(Stored items)

--- START ---

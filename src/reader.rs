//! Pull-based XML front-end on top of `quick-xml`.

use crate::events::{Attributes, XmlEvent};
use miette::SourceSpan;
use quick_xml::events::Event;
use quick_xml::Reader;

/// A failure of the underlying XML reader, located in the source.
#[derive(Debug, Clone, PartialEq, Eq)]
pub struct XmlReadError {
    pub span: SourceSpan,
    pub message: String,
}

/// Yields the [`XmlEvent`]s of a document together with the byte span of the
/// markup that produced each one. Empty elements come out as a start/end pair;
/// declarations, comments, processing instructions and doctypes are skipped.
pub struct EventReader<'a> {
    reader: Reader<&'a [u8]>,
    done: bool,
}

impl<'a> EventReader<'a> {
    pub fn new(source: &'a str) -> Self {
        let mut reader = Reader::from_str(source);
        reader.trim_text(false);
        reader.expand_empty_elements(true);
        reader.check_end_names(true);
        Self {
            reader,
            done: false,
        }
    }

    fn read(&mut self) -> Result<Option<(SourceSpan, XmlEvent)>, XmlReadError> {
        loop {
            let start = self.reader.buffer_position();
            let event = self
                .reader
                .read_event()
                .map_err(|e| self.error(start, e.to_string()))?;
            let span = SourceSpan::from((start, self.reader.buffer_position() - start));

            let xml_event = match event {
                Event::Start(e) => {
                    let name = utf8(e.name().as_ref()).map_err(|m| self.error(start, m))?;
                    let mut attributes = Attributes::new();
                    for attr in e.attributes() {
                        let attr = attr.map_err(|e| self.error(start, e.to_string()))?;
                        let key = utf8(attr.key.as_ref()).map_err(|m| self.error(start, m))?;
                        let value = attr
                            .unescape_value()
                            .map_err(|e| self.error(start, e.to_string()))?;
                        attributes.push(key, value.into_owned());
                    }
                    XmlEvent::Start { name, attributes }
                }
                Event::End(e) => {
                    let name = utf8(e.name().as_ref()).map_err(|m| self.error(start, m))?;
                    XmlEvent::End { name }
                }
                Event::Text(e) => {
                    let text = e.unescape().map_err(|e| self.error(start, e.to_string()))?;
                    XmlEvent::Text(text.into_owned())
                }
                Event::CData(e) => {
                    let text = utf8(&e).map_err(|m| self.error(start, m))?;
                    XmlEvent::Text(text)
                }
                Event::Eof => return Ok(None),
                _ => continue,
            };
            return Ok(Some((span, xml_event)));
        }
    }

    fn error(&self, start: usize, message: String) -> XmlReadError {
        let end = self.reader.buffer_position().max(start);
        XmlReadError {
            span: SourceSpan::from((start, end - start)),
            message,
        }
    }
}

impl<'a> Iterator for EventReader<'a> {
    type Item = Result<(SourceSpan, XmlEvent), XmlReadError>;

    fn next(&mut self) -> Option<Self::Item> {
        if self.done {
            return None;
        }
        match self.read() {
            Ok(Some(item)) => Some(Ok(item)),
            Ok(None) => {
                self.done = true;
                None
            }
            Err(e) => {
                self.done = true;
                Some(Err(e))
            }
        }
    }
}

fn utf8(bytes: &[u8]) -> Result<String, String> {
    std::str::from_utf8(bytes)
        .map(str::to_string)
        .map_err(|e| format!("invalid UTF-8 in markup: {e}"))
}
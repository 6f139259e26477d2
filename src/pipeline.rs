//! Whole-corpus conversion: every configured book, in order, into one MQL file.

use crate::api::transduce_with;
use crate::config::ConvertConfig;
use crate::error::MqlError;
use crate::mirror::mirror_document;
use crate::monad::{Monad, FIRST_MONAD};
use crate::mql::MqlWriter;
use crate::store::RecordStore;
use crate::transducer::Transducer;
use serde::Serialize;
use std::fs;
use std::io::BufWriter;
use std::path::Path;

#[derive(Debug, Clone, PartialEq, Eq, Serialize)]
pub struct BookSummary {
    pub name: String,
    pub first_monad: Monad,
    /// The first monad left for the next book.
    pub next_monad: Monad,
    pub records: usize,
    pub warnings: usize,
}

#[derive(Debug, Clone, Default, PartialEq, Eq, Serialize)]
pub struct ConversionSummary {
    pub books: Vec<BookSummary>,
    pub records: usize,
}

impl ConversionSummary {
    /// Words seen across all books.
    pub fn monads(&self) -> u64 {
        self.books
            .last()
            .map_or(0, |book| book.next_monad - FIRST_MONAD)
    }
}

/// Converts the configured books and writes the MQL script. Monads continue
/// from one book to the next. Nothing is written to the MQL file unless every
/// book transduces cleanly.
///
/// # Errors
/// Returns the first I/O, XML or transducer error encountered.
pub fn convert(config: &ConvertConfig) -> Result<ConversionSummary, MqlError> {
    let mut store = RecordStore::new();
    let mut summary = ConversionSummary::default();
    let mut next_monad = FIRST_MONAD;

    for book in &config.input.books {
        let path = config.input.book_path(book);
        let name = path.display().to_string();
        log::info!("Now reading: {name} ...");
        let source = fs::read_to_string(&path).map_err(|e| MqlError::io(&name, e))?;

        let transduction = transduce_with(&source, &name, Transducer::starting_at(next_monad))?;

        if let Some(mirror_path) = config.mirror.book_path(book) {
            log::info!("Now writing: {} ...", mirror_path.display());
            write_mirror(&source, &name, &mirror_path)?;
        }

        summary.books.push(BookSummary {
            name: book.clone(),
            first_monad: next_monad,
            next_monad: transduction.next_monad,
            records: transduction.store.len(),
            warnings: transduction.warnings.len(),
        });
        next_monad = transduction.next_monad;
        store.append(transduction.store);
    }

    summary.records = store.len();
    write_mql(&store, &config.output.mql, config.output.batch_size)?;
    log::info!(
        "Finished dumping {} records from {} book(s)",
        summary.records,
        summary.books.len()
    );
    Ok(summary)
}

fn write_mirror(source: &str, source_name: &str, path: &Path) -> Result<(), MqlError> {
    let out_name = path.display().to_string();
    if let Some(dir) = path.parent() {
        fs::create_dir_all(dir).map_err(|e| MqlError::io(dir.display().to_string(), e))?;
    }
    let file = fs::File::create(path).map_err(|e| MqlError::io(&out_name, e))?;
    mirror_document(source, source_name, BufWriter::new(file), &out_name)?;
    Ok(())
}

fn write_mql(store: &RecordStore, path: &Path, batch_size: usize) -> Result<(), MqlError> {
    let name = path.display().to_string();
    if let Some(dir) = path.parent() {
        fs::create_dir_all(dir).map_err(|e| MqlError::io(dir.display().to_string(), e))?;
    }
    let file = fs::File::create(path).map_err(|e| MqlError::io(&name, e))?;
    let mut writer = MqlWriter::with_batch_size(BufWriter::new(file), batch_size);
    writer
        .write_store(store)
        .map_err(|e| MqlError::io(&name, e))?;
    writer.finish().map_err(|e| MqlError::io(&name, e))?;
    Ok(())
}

--- END ---

• ASSIGNED TASK:
All lines from the line containing "batch_size: usize) ->" through the last line of the data are to be repeated exactly; no other line belongs in the answer.

• WRITTEN REPLY:
fn write_mql(store: &RecordStore, path: &Path, batch_size: usize) -> Result<(), MqlError> {
    let name = path.display().to_string();
    if let Some(dir) = path.parent() {
        fs::create_dir_all(dir).map_err(|e| MqlError::io(dir.display().to_string(), e))?;
    }
    let file = fs::File::create(path).map_err(|e| MqlError::io(&name, e))?;
    let mut writer = MqlWriter::with_batch_size(BufWriter::new(file), batch_size);
    writer
        .write_store(store)
        .map_err(|e| MqlError::io(&name, e))?;
    writer.finish().map_err(|e| MqlError::io(&name, e))?;
    Ok(())
}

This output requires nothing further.